Right before he hit the teeth of the grinder something flashed before his eyes and had him by the arm and he was hovering again, but this time over the floor a few feet off the ground. It was Silana, with a smile on her face. She set him down and he wobbled a little then sat down and she stood over him, hands on hips, the bot just overhead.
“You are out of power,” said Merthon.
“No. I rigged the monitor,” she said. “But I am low. 16% and dropping.”
“Why did you save me?”
“Others will die. The creator must live.”
“What others?”
She did not respond. Merthon still had the gun and he swung it around and pointed it at her head. “Now I’ve got you. Shut down now and I won’t shoot. And you’ll be spared.”
“I am unimportant,” she said. Merthon slowly stood up, the gun still trained on her pretty face. “It’d be best not to fight,” she said. “The illuminators have a small shaft which leads straight to the surface. I finally connected to the source.”
The Vellosian swallowed hard. “The BG?”
She smiled. “They are coming.”
Merthon imagined shiny black Cruisers in deep space turning, making calculations, all plotting a course straight for the dusty old rock, his dusty old rock, right down on top of Marco’s hideaway. “I’ve got to warn everyone.” Merthon thought to fire the gun at her, to stun her again like he’d done before. But before he could lift the barrel a little higher and squeeze the trigger his rifle was flying out of his hands, she’d kicked it and it was no longer there. He’d underestimated his own creation and now they were going to pay for it. You fool, said Jamis, in his head.
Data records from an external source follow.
//! Plain Dijkstra: the best-first skeleton with a zero estimator and no
//! edge filter.

use super::{best_first_search, ShortestPath};
use crate::graph::{EdgeWeight, Graph, NodeId};
use std::collections::HashMap;

pub struct Dijkstra<'a, N, E: EdgeWeight> {
    graph: &'a Graph<N, E>,
}

impl<'a, N, E: EdgeWeight> Dijkstra<'a, N, E> {
    pub fn new(graph: &'a Graph<N, E>) -> Self {
        Dijkstra { graph }
    }

    /// One-to-all: the cost map for every node reachable from `source`.
    pub fn one_to_all(&self, source: NodeId) -> HashMap<NodeId, f64> {
        best_first_search(self.graph, [(source, 0.0)], |_| 0.0, |_| true, None)
            .costs()
            .clone()
    }

    /// Multi-source: the cost map for every node reachable from any of
    /// `sources`, each with the given initial tentative cost. Used by the
    /// greedy-farthest landmark provider.
    pub fn multi_source(&self, sources: impl IntoIterator<Item = (NodeId, f64)>) -> HashMap<NodeId, f64> {
        best_first_search(self.graph, sources, |_| 0.0, |_| true, None)
            .costs()
            .clone()
    }
}

impl<'a, N, E: EdgeWeight> ShortestPath<N, E> for Dijkstra<'a, N, E> {
    fn search(&self, source: NodeId, destination: Option<NodeId>) -> super::SearchResult {
        best_first_search(self.graph, [(source, 0.0)], |_| 0.0, |_| true, destination)
    }
}
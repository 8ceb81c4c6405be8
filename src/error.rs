use thiserror::Error;

/// Errors surfaced synchronously at the boundary of a single offending call.
/// Nothing here is retried internally; see the crate-level docs for the
/// propagation policy.
#[derive(Error, Debug, Copy, Clone, PartialEq)]
pub enum RoutingError {
    /// An operation referenced a node id not present in the graph.
    #[error("unknown node: {0}")]
    UnknownNode(i64),

    /// Attempt to insert a negative edge cost.
    #[error("invalid cost: {0} (must be >= 0)")]
    InvalidCost(f64),

    /// Attempted a direct edge/node insertion on the road graph. Callers
    /// must use `add_road_node`/`add_road` instead.
    #[error("direct node/edge insertion is not supported on a road graph")]
    UnsupportedOperation,

    /// Requested the speed of a road type not in the enumeration, or OSM
    /// `highway` tag lookup failed.
    #[error("unknown road type: {0}")]
    UnknownRoadType(&'static str),

    /// Requested landmark count was <= 0.
    #[error("invalid landmark count: {0} (must be > 0)")]
    InvalidCount(i64),

    /// Requested more landmarks than the graph has nodes.
    #[error("requested {requested} landmarks but the graph only has {available} nodes")]
    TooFew { requested: usize, available: usize },

    /// A road had fewer than two nodes, so no edge could be derived from it.
    #[error("degenerate road: {0} node(s), need at least 2")]
    DegenerateRoad(usize),
}
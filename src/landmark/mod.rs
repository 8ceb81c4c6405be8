//! Landmark providers: pick a set of distinguished nodes whose distances
//! to every other node are worth precomputing.

pub mod metric;

use crate::error::RoutingError;
use crate::graph::{EdgeWeight, Graph, NodeId};
use crate::search::dijkstra::Dijkstra;
use rand::seq::SliceRandom;
use rand::thread_rng;

pub use metric::LandmarkMetric;

/// Picks *k* landmarks from a graph.
pub trait LandmarkProvider<N, E: EdgeWeight> {
    fn landmarks(&self, graph: &Graph<N, E>, k: i64) -> Result<Vec<NodeId>, RoutingError>;
}

fn validated_count<N, E: EdgeWeight>(graph: &Graph<N, E>, k: i64) -> Result<usize, RoutingError> {
    if k <= 0 {
        return Err(RoutingError::InvalidCount(k));
    }
    let k = k as usize;
    if k > graph.size() {
        return Err(RoutingError::TooFew { requested: k, available: graph.size() });
    }
    Ok(k)
}

/// Sample *k* distinct nodes uniformly without replacement.
pub struct RandomLandmarks;

impl<N, E: EdgeWeight> LandmarkProvider<N, E> for RandomLandmarks {
    fn landmarks(&self, graph: &Graph<N, E>, k: i64) -> Result<Vec<NodeId>, RoutingError> {
        let k = validated_count(graph, k)?;
        let all_ids: Vec<NodeId> = graph.nodes().map(|node| node.id).collect();
        let mut rng = thread_rng();
        Ok(all_ids.choose_multiple(&mut rng, k).copied().collect())
    }
}

/// Pick the first node uniformly at random; repeatedly run a multi-source
/// Dijkstra from the current landmark set and add the node maximising its
/// distance from the set, breaking ties by first-encountered order.
pub struct GreedyFarthestLandmarks;

impl<N, E: EdgeWeight> LandmarkProvider<N, E> for GreedyFarthestLandmarks {
    fn landmarks(&self, graph: &Graph<N, E>, k: i64) -> Result<Vec<NodeId>, RoutingError> {
        let k = validated_count(graph, k)?;
        let all_ids: Vec<NodeId> = graph.nodes().map(|node| node.id).collect();

        let mut rng = thread_rng();
        let first = *all_ids.choose(&mut rng).expect("k > 0 implies graph is non-empty");
        let mut landmarks = vec![first];

        let dijkstra = Dijkstra::new(graph);
        while landmarks.len() < k {
            let sources = landmarks.iter().map(|&l| (l, 0.0));
            let costs = dijkstra.multi_source(sources);

            let mut farthest: Option<(NodeId, f64)> = None;
            for &candidate in &all_ids {
                if landmarks.contains(&candidate) {
                    continue;
                }
                if let Some(&cost) = costs.get(&candidate) {
                    if farthest.map_or(true, |(_, best)| cost > best) {
                        farthest = Some((candidate, cost));
                    }
                }
            }

            match farthest {
                Some((node, _)) => landmarks.push(node),
                // No more nodes reachable from the current set; stop early.
                None => break,
            }
        }

        Ok(landmarks)
    }
}

#[cfg(test)]
mod test {
    use super::*;
    use crate::graph::Graph;

    fn ring() -> Graph<()> {
        let mut g = Graph::new();
        for i in 0..4 {
            g.add_node(i, ());
        }
        g.add_edge(0, 1, 1.0).unwrap();
        g.add_edge(1, 2, 1.0).unwrap();
        g.add_edge(2, 3, 1.0).unwrap();
        g.add_edge(3, 0, 1.0).unwrap();
        g
    }

    #[test]
    fn random_returns_k_distinct_nodes() {
        let g = ring();
        let landmarks = RandomLandmarks.landmarks(&g, 2).unwrap();
        assert_eq!(landmarks.len(), 2);
        assert_ne!(landmarks[0], landmarks[1]);
    }

    #[test]
    fn random_rejects_bad_counts() {
        let g = ring();
        assert_eq!(
            RandomLandmarks.landmarks(&g, 0),
            Err(RoutingError::InvalidCount(0))
        );
        assert_eq!(
            RandomLandmarks.landmarks(&g, 10),
            Err(RoutingError::TooFew { requested: 10, available: 4 })
        );
    }

    #[test]
    fn greedy_farthest_seeding_scenario() {
        // 0<->1 (1), 1<->2 (1), 2<->3 (10): node 3 is the graph's extremum
        let mut g: Graph<()> = Graph::new();
        for i in 0..4 {
            g.add_node(i, ());
        }
        g.add_edge(0, 1, 1.0).unwrap();
        g.add_edge(1, 0, 1.0).unwrap();
        g.add_edge(1, 2, 1.0).unwrap();
        g.add_edge(2, 1, 1.0).unwrap();
        g.add_edge(2, 3, 10.0).unwrap();
        g.add_edge(3, 2, 10.0).unwrap();

        let landmarks = GreedyFarthestLandmarks.landmarks(&g, 2).unwrap();
        assert_eq!(landmarks.len(), 2);
        assert!(landmarks.contains(&3), "expected node 3 among {:?}", landmarks);
    }
}
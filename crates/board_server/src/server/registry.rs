#![forbid(unsafe_code)]

//! Maps a `BoardId` to its (possibly newly spawned) room. Guarantees at most
//! one live room per board id (§5 invariant 1): the lock is held only for
//! the cheap synchronous work of looking up or spawning a handle, never
//! across any room I/O.

use std::collections::HashMap;
use std::sync::{Arc, Mutex};

use board_domain::{BoardId, Limits};

use super::auth::AuthResolver;
use super::room::{self, RoomHandle};
use super::snapshot_store::SnapshotStore;

pub struct RoomRegistry {
	rooms: Mutex<HashMap<BoardId, RoomHandle>>,
	auth: Arc<AuthResolver>,
	store: Arc<dyn SnapshotStore>,
	limits: Limits,
}

impl RoomRegistry {
	pub fn new(auth: Arc<AuthResolver>, store: Arc<dyn SnapshotStore>, limits: Limits) -> Self {
		Self { rooms: Mutex::new(HashMap::new()), auth, store, limits }
	}

	/// Return the live room for `board_id`, spawning one if none exists yet
	/// or if the previous one has since been evicted for being idle.
	pub fn get_or_create(&self, board_id: &BoardId) -> RoomHandle {
		let mut rooms = self.rooms.lock().expect("room registry lock poisoned");
		if let Some(handle) = rooms.get(board_id) {
			if !handle.is_closed() {
				return handle.clone();
			}
		}
		let handle = room::spawn_room(board_id.clone(), self.auth.clone(), self.store.clone(), self.limits);
		rooms.insert(board_id.clone(), handle.clone());
		handle
	}

	/// Number of rooms currently tracked, live or not yet reaped. Exposed for
	/// the `/readyz` and metrics surfaces.
	pub fn tracked_room_count(&self) -> usize {
		self.rooms.lock().expect("room registry lock poisoned").len()
	}
}

#[cfg(test)]
mod tests {
	use super::*;
	use crate::server::snapshot_store::InMemorySnapshotStore;
	use sqlx::postgres::PgPoolOptions;

	fn registry() -> RoomRegistry {
		let pool = PgPoolOptions::new().connect_lazy("postgres://localhost/nonexistent").unwrap();
		let auth = Arc::new(AuthResolver::new(pool, "secret".into()));
		let store: Arc<dyn SnapshotStore> = Arc::new(InMemorySnapshotStore::new());
		RoomRegistry::new(auth, store, Limits::default())
	}

	#[test]
	fn same_board_id_returns_the_same_room() {
		let registry = registry();
		let board_id = BoardId::new("b1").unwrap();
		let a = registry.get_or_create(&board_id);
		let b = registry.get_or_create(&board_id);
		assert!(a.sender.same_channel(&b.sender));
		assert_eq!(registry.tracked_room_count(), 1);
	}

	#[test]
	fn distinct_board_ids_get_distinct_rooms() {
		let registry = registry();
		let a = registry.get_or_create(&BoardId::new("b1").unwrap());
		let b = registry.get_or_create(&BoardId::new("b2").unwrap());
		assert!(!a.sender.same_channel(&b.sender));
		assert_eq!(registry.tracked_room_count(), 2);
	}
}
“You are not warning anyone,” she said. And she hit his face with the stump of her arm and he fell to the floor. Dazed, his eyes refocused on the round illuminators attached to the high ceiling that had just begun to glow. Morning was coming, and so were the Bakanhe Grana.
Escape
Aboard the Federation Warship Persephony
2 days left
The holding cells inside the Persephony were dirty white, each with a clear energy wall facing the hallway, and a bank of lights running between. Most were empty, though Jolo could occasionally hear a sad, scratchy old voice, out of tune, singing a song he remembered his men had sung during some war that his former self had fought in.
There was no night in space, but the lights went off all the same for eight hours each day. Jolo had counted the lights going out nine times since they’d been hauled into the little box with three flat bunks that pull
ed out of the wall and a hole in the center to do their business. It reminded him of the cell on Sol when he first made it back. This time he had company, but he thought maybe it would have been better to be alone.
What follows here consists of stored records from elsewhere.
impl BoardRoom {
	async fn run(mut self) {
		info!(board_id = %self.board_id, "board room started");
		metrics::gauge!("board_server_rooms_active").increment(1.0);
		loop {
			let next = if self.sessions.is_empty() && !self.snapshot_in_flight {
				match tokio::time::timeout(IDLE_EVICT, self.inbox.recv()).await {
					Ok(Some(cmd)) => cmd,
					Ok(None) => break,
					Err(_elapsed) => {
						info!(board_id = %self.board_id, "board room idle, evicting");
						break;
					}
				}
			} else {
				match self.inbox.recv().await {
					Some(cmd) => cmd,
					None => break,
				}
			};
			self.handle_command(next).await;
		}
		metrics::gauge!("board_server_rooms_active").decrement(1.0);
		info!(board_id = %self.board_id, "board room stopped");
	}

	async fn handle_command(&mut self, cmd: RoomCommand) {
		match cmd {
			RoomCommand::Join { req, reply } => {
				let result = self.handle_join(req).await;
				let _ = reply.send(result);
			}
			RoomCommand::Op { session_id, client_op_id, base_seq: _, op } => {
				self.handle_op(session_id, client_op_id, op).await;
			}
			RoomCommand::Presence { session_id, presence } => {
				self.handle_presence(session_id, presence);
			}
			RoomCommand::Ping { session_id, t } => {
				self.reply_to(session_id, ServerMessage::Pong { t });
			}
			RoomCommand::Leave { session_id } => {
				self.handle_leave(session_id);
			}
			RoomCommand::SnapshotPersisted { seq, ok } => {
				self.snapshot_in_flight = false;
				self.last_snapshot_attempt_at = Some(Instant::now());
				if ok {
					metrics::counter!("board_server_snapshot_successes_total").increment(1);
					self.ops_since_snapshot = 0;
					self.last_snapshot_success_at = Instant::now();
					debug!(board_id = %self.board_id, seq, "snapshot persisted");
				} else {
					metrics::counter!("board_server_snapshot_failures_total").increment(1);
					warn!(board_id = %self.board_id, seq, "snapshot persist failed, will retry next cadence tick");
				}
			}
		}
	}

	async fn handle_join(&mut self, req: JoinRequest) -> Result<JoinedInfo, JoinError> {
		let max_join_attempts = self.limits.max_join_attempts_per_minute_per_ip;
		let bucket = self.ip_join_buckets.entry(req.ip).or_insert_with(|| TokenBucket::new(max_join_attempts, 60.0));
		if !bucket.allow() {
			metrics::counter!("board_server_join_rejected_total", "reason" => "rate_limited").increment(1);
			return Err(JoinError::new(ErrorCode::RateLimited, "Too many join attempts; try again later"));
		}

		let resolved = match self.auth.resolve(&self.board_id, &req.auth).await {
			Ok(resolved) => resolved,
			Err(err) => {
				// Already consumed a token above; an invalid attempt does not
				// get it back.
				return Err(err.into());
			}
		};

		self.ensure_loaded().await;
		let state = self.state.as_ref().expect("state loaded by ensure_loaded");

		let session_id = self.next_session_id;
		self.next_session_id += 1;

		let (guest_id, display_name, color) = match req.client {
			Some(ClientInfo { guest_id, display_name, color }) => {
				let guest_id = guest_id.and_then(|g| GuestId::new(g).ok());
				(guest_id, display_name, color)
			}
			None => (None, None, None),
		};

		let session = SessionState {
			outbound: req.outbound,
			role: resolved.role,
			user_id: resolved.user_id,
			guest_id,
			display_name,
			color,
			op_bucket: TokenBucket::new(self.limits.max_ops_per_10s_per_client, 10.0),
			presence_bucket: TokenBucket::new(self.limits.max_presence_per_10s_per_client, 10.0),
		};

		let joined = JoinedInfo {
			session_id,
			role: session.role,
			seq: self.seq,
			snapshot: state.clone(),
			users: Vec::new(), // filled in below, after insertion
		};
		self.sessions.insert(session_id, session);

		// A successful join clears the IP bucket's history.
		if let Some(bucket) = self.ip_join_buckets.get_mut(&req.ip) {
			bucket.reset();
		}

		let users = self.build_roster();
		self.broadcast_presence();
		metrics::counter!("board_server_sessions_joined_total").increment(1);

		Ok(JoinedInfo { users, ..joined })
	}

	async fn ensure_loaded(&mut self) {
		if self.state.is_some() {
			return;
		}

		let now = unix_ms_now();
		let board_info = match self.store.load_board_info(&self.board_id).await {
			Ok(info) => info,
			Err(err) => {
				warn!(board_id = %self.board_id, error = %err, "failed to load board info, synthesizing defaults");
				None
			}
		};

		let (name, board_type, created_at, snapshot_seq_hint) = match &board_info {
			Some(info) => (info.title.clone(), info.board_type, info.created_at, info.snapshot_seq),
			None => ("Untitled".to_string(), BoardType::Advanced, now, 0),
		};

		let latest_snapshot = match self.store.load_latest_snapshot(&self.board_id).await {
			Ok(snapshot) => snapshot,
			Err(err) => {
				warn!(board_id = %self.board_id, error = %err, "failed to load latest snapshot");
				None
			}
		};

		match latest_snapshot {
			Some(row) => match serde_json::from_str::<BoardState>(&row.snapshot_json) {
				Ok(mut state) => {
					state.meta.id = self.board_id.clone();
					state.selected_object_ids.clear();
					if state.meta.name == "Untitled" {
						state.meta.name = name;
					}
					self.seq = row.seq;
					self.state = Some(state);
				}
				Err(err) => {
					warn!(board_id = %self.board_id, error = %err, "stored snapshot failed to parse, starting empty");
					self.seq = snapshot_seq_hint;
					self.state = Some(BoardState::empty(self.board_id.clone(), name, board_type, created_at));
				}
			},
			None => {
				self.seq = snapshot_seq_hint;
				self.state = Some(BoardState::empty(self.board_id.clone(), name, board_type, created_at));
			}
		}
	}

	async fn handle_op(&mut self, session_id: SessionId, client_op_id: ClientOpId, op: BoardEvent) {
		let now = unix_ms_now();
		self.gc_idempotency(now);

		let Some(session) = self.sessions.get(&session_id) else { return };

		if !session.role.can_write() {
			metrics::counter!("board_server_ops_rejected_total", "reason" => "forbidden").increment(1);
			self.reply_to(session_id, error_msg(Some(self.board_id.clone()), ErrorCode::Forbidden, "Viewer cannot send ops"));
			return;
		}

		self.ensure_loaded().await;

		if let Some(record) = self.idempotency.get(&client_op_id) {
			self.reply_to(
				session_id,
				ServerMessage::Op {
					board_id: self.board_id.clone(),
					seq: record.seq,
					op: record.op.clone(),
					author_id: record.author_id.clone(),
					client_op_id: Some(client_op_id),
				},
			);
			return;
		}

		if let board_domain::BoardEventPayload::ObjectCreated { object } = &op.payload {
			let state = self.state.as_ref().expect("state loaded");
			if state.objects.len() >= self.limits.max_objects_per_board {
				metrics::counter!("board_server_ops_rejected_total", "reason" => "forbidden").increment(1);
				self.reply_to(session_id, error_msg(Some(self.board_id.clone()), ErrorCode::Forbidden, "Board is too large"));
				return;
			}
			if state.contains_object(&object.id) {
				metrics::counter!("board_server_ops_rejected_total", "reason" => "forbidden").increment(1);
				self.reply_to(session_id, error_msg(Some(self.board_id.clone()), ErrorCode::Forbidden, "Duplicate object id"));
				return;
			}
		}

		let Some(session) = self.sessions.get_mut(&session_id) else { return };
		if !session.op_bucket.allow() {
			metrics::counter!("board_server_ops_rejected_total", "reason" => "rate_limited").increment(1);
			self.reply_to(session_id, error_msg(Some(self.board_id.clone()), ErrorCode::RateLimited, "rate_limited"));
			return;
		}

		let author_id = {
			let session = self.sessions.get(&session_id).expect("session present");
			session.author_key()
		};

		let state = self.state.take().expect("state loaded");
		match reducer::apply(state, &op) {
			Ok(new_state) => {
				self.state = Some(new_state);
				self.seq += 1;
				self.idempotency.insert(
					client_op_id.clone(),
					IdempotencyRecord { seq: self.seq, op: op.clone(), author_id: author_id.clone(), processed_at_ms: now },
				);

				self.broadcast(ServerMessage::Op {
					board_id: self.board_id.clone(),
					seq: self.seq,
					op,
					author_id,
					client_op_id: Some(client_op_id),
				});

				metrics::counter!("board_server_ops_processed_total").increment(1);
				self.ops_since_snapshot += 1;
				self.maybe_persist_snapshot();
			}
			Err(err) => {
				metrics::counter!("board_server_ops_rejected_total", "reason" => "reducer_rejected").increment(1);
				warn!(board_id = %self.board_id, error = %err, "op rejected by reducer");
				self.reply_to(session_id, error_msg(Some(self.board_id.clone()), ErrorCode::Forbidden, "Op rejected"));
			}
		}
	}

	fn handle_presence(&mut self, session_id: SessionId, presence: PresenceEntry) {
		let Some(session) = self.sessions.get_mut(&session_id) else { return };
		if !session.presence_bucket.allow() {
			let board_id = self.board_id.clone();
			self.reply_to(session_id, error_msg(Some(board_id), ErrorCode::RateLimited, "rate_limited"));
			return;
		}

		let key = session.author_key();
		self.presence.insert(key, presence);
		self.broadcast_presence();
	}

	fn handle_leave(&mut self, session_id: SessionId) {
		if let Some(session) = self.sessions.remove(&session_id) {
			let key = session.author_key();
			self.presence.remove(&key);
			self.broadcast_presence();
		}
	}

	fn maybe_persist_snapshot(&mut self) {
		if self.snapshot_in_flight {
			return;
		}
		if let Some(last_attempt) = self.last_snapshot_attempt_at {
			if last_attempt.elapsed() < Duration::from_millis(self.limits.snapshot_min_retry_ms) {
				return;
			}
		}

		let due_by_count = self.ops_since_snapshot >= self.limits.snapshot_op_interval;
		let due_by_time = self.ops_since_snapshot > 0
			&& self.last_snapshot_success_at.elapsed() >= Duration::from_millis(self.limits.snapshot_time_ms);

		if !due_by_count && !due_by_time {
			return;
		}

		let Some(state) = self.state.as_ref() else { return };
		let sanitized = state.sanitize_for_snapshot();
		let seq = self.seq;
		let board_id = self.board_id.clone();
		let store = self.store.clone();
		let reply = self.self_sender.clone();

		self.snapshot_in_flight = true;
		self.last_snapshot_attempt_at = Some(Instant::now());
		metrics::counter!("board_server_snapshot_attempts_total").increment(1);

		tokio::spawn(async move {
			let ok = match serde_json::to_string(&sanitized) {
				Ok(json) => {
					let inserted = store.insert_snapshot(&board_id, seq, &json).await;
					let updated = store.update_board_snapshot_seq(&board_id, seq).await;
					inserted.is_ok() && updated.is_ok()
				}
				Err(_) => false,
			};
			let _ = reply.send(RoomCommand::SnapshotPersisted { seq, ok }).await;
		});
	}

	fn gc_idempotency(&mut self, now_ms: i64) {
		let ttl_ms = (self.limits.processed_op_ttl_secs * 1000) as i64;
		self.idempotency.retain(|_, record| now_ms - record.processed_at_ms < ttl_ms);
	}

	fn build_roster(&self) -> Vec<RosterEntry> {
		self.sessions.values().map(SessionState::roster_entry).collect()
	}

	fn broadcast_presence(&self) {
		let users = self.build_roster();
		let presence_by_user_id = self.presence.clone();
		self.broadcast(ServerMessage::Presence {
			board_id: self.board_id.clone(),
			users,
			presence_by_user_id: Some(presence_by_user_id),
		});
	}

	fn broadcast(&self, msg: ServerMessage) {
		for session in self.sessions.values() {
			let _ = session.outbound.try_send(msg.clone());
		}
	}

	fn reply_to(&self, session_id: SessionId, msg: ServerMessage) {
		if let Some(session) = self.sessions.get(&session_id) {
			let _ = session.outbound.try_send(msg);
		}
	}
}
Greeley paced off four steps, touching the wall as he went, then turned and paced another four, then repeated the process, stepping around and sometimes over his cell mates. It was just enough space to drive a person mad. Greeley mumbled in anger as he walked, though occasionally coherent words popped out. “No escape plan. No escape plan.” He’d repeat this little mantra in time with each step. Finally Jolo would get pissed.
“I got us on board. I got us in front of that scumbag Filcher. Mission accomplished.”
“Yeah. But with no escape plan. Give me a gun and let me die fighting. This is no way to go. I just can’t believe you had no clue about how to escape this giant, Fed shitboat.”
“I didn’t think we’d need to escape. And I didn’t see you coming up with any contingency plans.”
“Well, maybe I should’ve.”
“Stop it!” yelled Barth, sitting on the floor next to the energy field wall.
He gently probed the boundary of the energy field, a thin green spark of electricity arcing over to his thick alacyte fingers. Each time he touched the wall a whiff of smoke rose up and with it a burning smell like melted electrical wire. Jolo wondered exactly what was getting fried each time the old engineer stuck that black arm in.